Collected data
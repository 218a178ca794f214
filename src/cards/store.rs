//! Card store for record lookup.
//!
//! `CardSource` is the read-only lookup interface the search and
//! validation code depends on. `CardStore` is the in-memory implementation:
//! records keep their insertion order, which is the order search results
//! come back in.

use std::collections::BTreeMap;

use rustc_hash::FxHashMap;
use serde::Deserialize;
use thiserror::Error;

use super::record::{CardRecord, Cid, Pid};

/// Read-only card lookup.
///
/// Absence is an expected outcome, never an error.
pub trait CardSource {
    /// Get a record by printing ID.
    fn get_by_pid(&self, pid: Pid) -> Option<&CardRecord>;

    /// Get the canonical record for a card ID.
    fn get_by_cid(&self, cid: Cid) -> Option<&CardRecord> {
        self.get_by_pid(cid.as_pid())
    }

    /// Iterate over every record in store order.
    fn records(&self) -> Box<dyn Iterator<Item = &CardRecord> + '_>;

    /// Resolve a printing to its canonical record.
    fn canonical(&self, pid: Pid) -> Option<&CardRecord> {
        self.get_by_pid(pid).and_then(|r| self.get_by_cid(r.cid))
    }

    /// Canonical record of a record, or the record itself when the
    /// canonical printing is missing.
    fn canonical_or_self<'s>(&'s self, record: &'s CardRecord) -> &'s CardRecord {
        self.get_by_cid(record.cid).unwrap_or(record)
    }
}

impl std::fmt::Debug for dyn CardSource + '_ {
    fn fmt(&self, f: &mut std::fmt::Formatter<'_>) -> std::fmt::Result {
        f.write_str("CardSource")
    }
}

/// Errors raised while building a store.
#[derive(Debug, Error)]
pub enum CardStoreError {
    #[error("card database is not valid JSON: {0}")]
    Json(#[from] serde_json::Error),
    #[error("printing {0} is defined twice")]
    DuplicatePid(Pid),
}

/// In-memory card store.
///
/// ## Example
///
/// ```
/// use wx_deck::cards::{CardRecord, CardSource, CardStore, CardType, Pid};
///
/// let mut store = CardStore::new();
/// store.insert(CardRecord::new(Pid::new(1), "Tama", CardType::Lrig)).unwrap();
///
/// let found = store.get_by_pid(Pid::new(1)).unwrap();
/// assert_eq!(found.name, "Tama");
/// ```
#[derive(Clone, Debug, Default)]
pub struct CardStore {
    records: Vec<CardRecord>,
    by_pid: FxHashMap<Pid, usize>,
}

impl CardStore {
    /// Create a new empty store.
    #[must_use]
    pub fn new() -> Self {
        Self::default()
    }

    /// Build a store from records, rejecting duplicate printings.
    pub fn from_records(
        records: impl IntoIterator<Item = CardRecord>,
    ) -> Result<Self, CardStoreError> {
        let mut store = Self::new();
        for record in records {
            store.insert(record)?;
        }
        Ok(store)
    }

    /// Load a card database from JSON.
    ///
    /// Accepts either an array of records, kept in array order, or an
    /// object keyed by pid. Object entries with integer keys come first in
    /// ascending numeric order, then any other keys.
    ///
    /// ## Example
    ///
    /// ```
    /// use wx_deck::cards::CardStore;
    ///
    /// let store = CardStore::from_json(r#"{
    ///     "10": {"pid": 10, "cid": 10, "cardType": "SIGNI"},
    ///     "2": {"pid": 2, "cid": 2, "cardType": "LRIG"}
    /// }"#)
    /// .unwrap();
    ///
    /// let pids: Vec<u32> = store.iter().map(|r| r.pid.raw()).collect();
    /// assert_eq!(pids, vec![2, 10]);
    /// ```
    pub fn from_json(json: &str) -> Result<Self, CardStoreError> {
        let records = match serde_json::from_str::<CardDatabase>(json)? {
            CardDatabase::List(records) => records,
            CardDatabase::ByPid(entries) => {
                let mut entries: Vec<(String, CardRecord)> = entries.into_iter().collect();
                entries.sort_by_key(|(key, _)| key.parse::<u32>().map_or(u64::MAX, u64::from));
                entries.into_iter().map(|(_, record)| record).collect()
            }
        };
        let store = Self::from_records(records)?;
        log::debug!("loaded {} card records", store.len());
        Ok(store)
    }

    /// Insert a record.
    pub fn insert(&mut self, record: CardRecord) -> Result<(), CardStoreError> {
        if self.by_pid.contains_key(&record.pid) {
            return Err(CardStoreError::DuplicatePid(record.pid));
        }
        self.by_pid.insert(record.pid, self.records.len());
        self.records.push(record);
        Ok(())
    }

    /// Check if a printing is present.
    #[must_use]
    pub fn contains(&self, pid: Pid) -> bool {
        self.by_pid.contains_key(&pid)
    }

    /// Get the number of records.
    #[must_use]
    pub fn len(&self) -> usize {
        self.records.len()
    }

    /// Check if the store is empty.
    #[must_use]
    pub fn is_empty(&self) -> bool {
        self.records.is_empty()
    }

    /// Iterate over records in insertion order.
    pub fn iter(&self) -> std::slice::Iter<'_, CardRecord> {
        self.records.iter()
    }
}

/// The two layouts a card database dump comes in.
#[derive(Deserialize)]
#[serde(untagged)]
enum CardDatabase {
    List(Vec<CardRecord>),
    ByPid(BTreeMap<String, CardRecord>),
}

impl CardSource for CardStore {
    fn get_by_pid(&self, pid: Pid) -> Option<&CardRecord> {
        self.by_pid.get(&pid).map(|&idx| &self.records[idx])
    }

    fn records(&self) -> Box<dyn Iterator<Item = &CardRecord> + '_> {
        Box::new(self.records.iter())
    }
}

--

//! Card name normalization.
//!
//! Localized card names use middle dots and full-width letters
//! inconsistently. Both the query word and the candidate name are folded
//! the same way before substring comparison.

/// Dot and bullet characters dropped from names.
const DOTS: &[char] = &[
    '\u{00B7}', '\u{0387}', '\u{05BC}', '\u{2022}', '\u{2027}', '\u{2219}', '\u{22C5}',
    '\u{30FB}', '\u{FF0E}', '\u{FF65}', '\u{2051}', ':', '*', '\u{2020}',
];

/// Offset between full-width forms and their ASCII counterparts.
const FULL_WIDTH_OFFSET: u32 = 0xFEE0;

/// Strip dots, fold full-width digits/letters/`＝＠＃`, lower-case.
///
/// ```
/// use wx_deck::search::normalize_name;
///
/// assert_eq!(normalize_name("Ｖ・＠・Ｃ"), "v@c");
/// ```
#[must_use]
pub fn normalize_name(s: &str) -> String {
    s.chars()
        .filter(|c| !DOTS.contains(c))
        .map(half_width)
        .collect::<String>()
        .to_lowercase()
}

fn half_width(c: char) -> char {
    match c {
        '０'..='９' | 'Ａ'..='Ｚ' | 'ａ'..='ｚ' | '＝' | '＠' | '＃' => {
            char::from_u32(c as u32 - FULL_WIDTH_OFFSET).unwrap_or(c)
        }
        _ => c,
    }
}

Exercise description: Using the data above, reproduce exactly the lines from the line that contains "repository 218a178ca794f214" through the line that contains "order search results", including both.

Task result:
repository 218a178ca794f214
filename src/cards/store.rs
//! Card store for record lookup.
//!
//! `CardSource` is the read-only lookup interface the search and
//! validation code depends on. `CardStore` is the in-memory implementation:
//! records keep their insertion order, which is the order search results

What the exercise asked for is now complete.